HERE’S WHY DOGS CAN BE DOMESTICATED EASILY
Ever wondered why dogs and wolves are similar, and what makes them so different? Well, there is new research on the subject. The findings of a study offers new insights into how dogs became domesticated and split paths from their wolf ancestors thousands of years ago.
Researchers studied 18 domesticated dogs and 10 captive grey wolves. They were given the task of lifting a puzzle box lid to get a sausage treat. The wolves were more likely to figure out how to get the treat than dogs. The dogs were assessed on how often they looked to the humans for help. While the wolves got the sausage, the dogs kept staring at the nearby humans, in the hope of getting some help.
Then, the researchers took blood samples to see how the wolves’ and dogs’ genetic traits lined up with their personalities.
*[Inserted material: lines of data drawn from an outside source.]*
use parley_protocol::{
    MessageUuid, OutboundMessage, ProtocolEvent, RequestId, SessionPhase, ToolUseId,
};

use crate::domain::action::Action;
use crate::domain::classify::classify;
use crate::domain::effect::Effect;
use crate::domain::hydration::Admission;
use crate::domain::lifecycle;
use crate::domain::message::{ChatMessage, ContentBlock, MessagePayload};
use crate::domain::ordering;
use crate::domain::pending_request::PendingRequest;
use crate::domain::replay;
use crate::domain::rewind;
use crate::domain::state::{HookRun, HookStatus, SessionState};
use crate::domain::tool_calls;

pub fn reduce(state: &mut SessionState, action: Action) -> Vec<Effect> {
    match action {
        Action::RuntimeSnapshot { runtime } | Action::RuntimeUpdated { runtime } => {
            state.status = runtime.into();
            vec![]
        }

        Action::AgentMessageReceived { message, uuid } => {
            handle_agent_message(state, message, uuid)
        }

        Action::ToolUseStarted {
            order,
            message_id,
            tool_use_id,
            name,
            timestamp,
        } => {
            tool_calls::on_tool_use_started(
                &mut state.messages,
                &mut state.tool_use_index,
                order,
                message_id,
                tool_use_id,
                name,
                timestamp,
            );
            vec![]
        }

        Action::ToolInputDelta {
            tool_use_id,
            fragment,
        } => {
            tool_calls::on_partial_input(
                &mut state.messages,
                &mut state.tool_use_index,
                &tool_use_id,
                &fragment,
            );
            vec![]
        }

        Action::ThinkingDelta {
            order,
            message_id,
            index,
            text,
            timestamp,
        } => {
            tool_calls::on_thinking_delta(
                &mut state.messages,
                order,
                message_id,
                index,
                &text,
                timestamp,
            );
            vec![]
        }

        Action::TurnFinished { is_error } => handle_turn_finished(state, is_error),

        Action::SessionError { message, timestamp } => {
            handle_session_error(state, message, timestamp)
        }

        Action::PermissionRequested { request } => {
            let request_id = request.request_id.clone();
            state.pending_request.set_permission(request);
            vec![Effect::InteractiveRequest { request_id }]
        }

        Action::PermissionCancelled { request_id } => {
            state.pending_request.cancel_if_matches(&request_id);
            vec![]
        }

        Action::QuestionAsked { request } => {
            let request_id = request.request_id.clone();
            state.pending_request.set_question(request);
            vec![Effect::InteractiveRequest { request_id }]
        }

        Action::SnapshotReceived {
            load_request_id,
            snapshot,
        } => {
            if state.hydration.admit(load_request_id.as_ref()) == Admission::Accept {
                replay::apply_snapshot(state, snapshot);
            }
            vec![]
        }

        Action::ReplayBatchReceived {
            load_request_id,
            events,
        } => {
            if state.hydration.admit(load_request_id.as_ref()) == Admission::Accept {
                replay::replay(state, events);
            }
            vec![]
        }

        Action::MessageStateChanged {
            message_id,
            transition,
            user_message,
            error_message,
        } => {
            lifecycle::apply_transition(state, message_id, transition, user_message, error_message)
        }

        Action::ToolProgress {
            tool_use_id,
            elapsed_seconds,
            locations,
            kind,
        } => {
            tool_calls::on_progress(
                &mut state.tool_progress,
                tool_use_id,
                elapsed_seconds,
                locations,
                kind,
            );
            vec![]
        }

        Action::ToolUseSummary {
            summary,
            preceding_tool_use_ids,
        } => {
            tool_calls::on_summary(&mut state.tool_progress, &preceding_tool_use_ids);
            if !summary.is_empty() {
                state.last_tool_summary = Some(summary);
            }
            vec![]
        }

        Action::CompactBoundary { message } => {
            ordering::insert(&mut state.messages, message);
            state.tool_progress.clear();
            vec![]
        }

        Action::HookStarted {
            hook_id,
            name,
            event,
        } => {
            state.hooks.insert(
                hook_id.clone(),
                HookRun {
                    hook_id,
                    name,
                    event,
                    status: HookStatus::Running,
                },
            );
            vec![]
        }

        Action::HookFinished {
            hook_id,
            name,
            event,
            exit_code,
            output,
            outcome,
        } => {
            let status = HookStatus::Finished {
                exit_code,
                output,
                outcome,
            };
            match state.hooks.get_mut(&hook_id) {
                Some(run) => run.status = status,
                None => {
                    state.hooks.insert(
                        hook_id.clone(),
                        HookRun {
                            hook_id,
                            name,
                            event,
                            status,
                        },
                    );
                }
            }
            vec![]
        }

        Action::TaskNotification(notification) => {
            state
                .task_notifications
                .insert(notification.task_id.clone(), notification);
            vec![]
        }

        Action::SlashCommandsUpdated { commands } => {
            state.slash_commands = commands;
            vec![]
        }

        Action::UserMessageUuid { uuid, message_id } => {
            lifecycle::bind_uuid(state, uuid, message_id);
            vec![]
        }

        Action::ConfigOptionsUpdated { options } => {
            state.settings.apply(&options, &state.capabilities);
            vec![]
        }

        Action::RewindPreviewReceived {
            target_message_id,
            request_nonce,
            affected_files,
            error,
        } => {
            rewind::on_preview(
                state,
                &target_message_id,
                &request_nonce,
                affected_files,
                error,
            );
            vec![]
        }

        Action::RewindResultReceived {
            target_message_id,
            request_nonce,
            success,
            error,
        } => {
            rewind::on_result(state, &target_message_id, &request_nonce, success, error);
            vec![]
        }

        Action::SendMessage {
            message_id,
            text,
            attachments,
            timestamp,
        } => lifecycle::record_send(state, message_id, text, attachments, timestamp),

        Action::RespondPermission {
            request_id,
            approved,
            option_id,
        } => {
            let awaited = matches!(
                &state.pending_request,
                PendingRequest::Permission(req) if req.request_id == request_id
            );
            if !awaited {
                return stale_response(state, &request_id);
            }
            let answered = state.pending_request.respond();
            if approved && answered.is_exit_plan_mode() {
                state.settings.plan_mode = false;
            }
            vec![Effect::Send(OutboundMessage::PermissionResponse {
                request_id,
                approved,
                option_id,
            })]
        }

        Action::RespondQuestion {
            request_id,
            answers,
        } => {
            let awaited = matches!(
                &state.pending_request,
                PendingRequest::Question(req) if req.request_id == request_id
            );
            if !awaited {
                return stale_response(state, &request_id);
            }
            state.pending_request.respond();
            vec![Effect::Send(OutboundMessage::QuestionResponse {
                request_id,
                answers,
            })]
        }

        Action::Stop => {
            if matches!(
                state.status.phase,
                SessionPhase::Running | SessionPhase::Starting
            ) {
                state.status.phase = SessionPhase::Stopping;
            }
            vec![Effect::Send(OutboundMessage::Stop)]
        }

        Action::LoadSession { load_request_id } => {
            state.hydration.begin(load_request_id.clone());
            state.status.phase = SessionPhase::Loading;
            vec![Effect::Send(OutboundMessage::LoadSession { load_request_id })]
        }

        Action::RequestRewindPreview {
            target_message_id,
            request_nonce,
        } => rewind::request_preview(state, target_message_id, request_nonce),

        Action::ExecuteRewind {
            target_message_id,
            request_nonce,
        } => rewind::execute(state, target_message_id, request_nonce),

        Action::DismissRewind => {
            state.rewind = None;
            vec![]
        }

        Action::UpdateSettings { options } => {
            let applied = state.settings.apply(&options, &state.capabilities);
            if applied.is_empty() {
                vec![]
            } else {
                vec![Effect::Send(OutboundMessage::SetConfigOptions { options: applied })]
            }
        }

        Action::ClearRejectedMessage => {
            state.last_rejected_message = None;
            vec![]
        }
    }
}

/// Copy-on-write form of [`reduce`]: `state` is left untouched.
pub fn apply(state: &SessionState, action: Action) -> (SessionState, Vec<Effect>) {
    let mut next = state.clone();
    let effects = reduce(&mut next, action);
    (next, effects)
}

/// The single-event step shared by live delivery and replay.
pub fn apply_event_to_state(state: &mut SessionState, event: ProtocolEvent) -> Vec<Effect> {
    match classify(event) {
        Some(action) => reduce(state, action),
        None => vec![],
    }
}

fn handle_agent_message(
    state: &mut SessionState,
    message: ChatMessage,
    uuid: Option<MessageUuid>,
) -> Vec<Effect> {
    if let MessagePayload::ToolResult { tool_use_id, .. } = &message.payload {
        state.tool_progress.remove(tool_use_id);
    }

    let message_id = message.id.clone();
    let tool_use_ids: Vec<ToolUseId> = message
        .blocks()
        .iter()
        .filter_map(|block| match block {
            ContentBlock::ToolUse(tool_use) => Some(tool_use.tool_use_id.clone()),
            _ => None,
        })
        .collect();

    let position = ordering::insert(&mut state.messages, message).position();
    for tool_use_id in tool_use_ids {
        state
            .tool_use_index
            .record(tool_use_id, position, message_id.clone());
    }

    if let Some(uuid) = uuid
        && !state.message_uuids.contains_key(&message_id)
    {
        state.message_uuids.insert(message_id, uuid);
    }
    vec![]
}

fn handle_turn_finished(state: &mut SessionState, is_error: bool) -> Vec<Effect> {
    tool_calls::close_all_streaming(&mut state.messages);
    if matches!(
        state.status.phase,
        SessionPhase::Running | SessionPhase::Stopping | SessionPhase::Loading
    ) {
        state.status.phase = SessionPhase::Ready;
    }
    if is_error {
        tracing::debug!(target: "parley.lifecycle", "Turn finished with an error");
    }
    vec![]
}

fn handle_session_error(state: &mut SessionState, message: String, timestamp: u64) -> Vec<Effect> {
    tracing::warn!(target: "parley.lifecycle", "Session error: {}", message);
    let order = ordering::next_order(&state.messages);
    ordering::insert(
        &mut state.messages,
        ChatMessage::error_entry(order, message, timestamp),
    );
    state.status.finish_loading();
    vec![]
}

fn stale_response(state: &SessionState, request_id: &RequestId) -> Vec<Effect> {
    tracing::warn!(
        target: "parley.pending_request",
        "Dropping response to {}: pending request is {:?}",
        request_id,
        state.pending_request.request_id().map(|id| id.as_str())
    );
    vec![]
}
They found variations in two genes -— GTF2I and GTF2IRD1 — which “appeared to be connected to dog hyper sociability, a core element of domestication that distinguishes them from wolves,” said the report.
“We haven’t found a ‘social gene,’ but rather an important [genetic] component that shapes animal personality and assisted the process of domesticating a wild wolf into a tame dog,” said Bridgett Von Holdt, assistant professor in ecology and evolutionary biology at Princeton University, USA.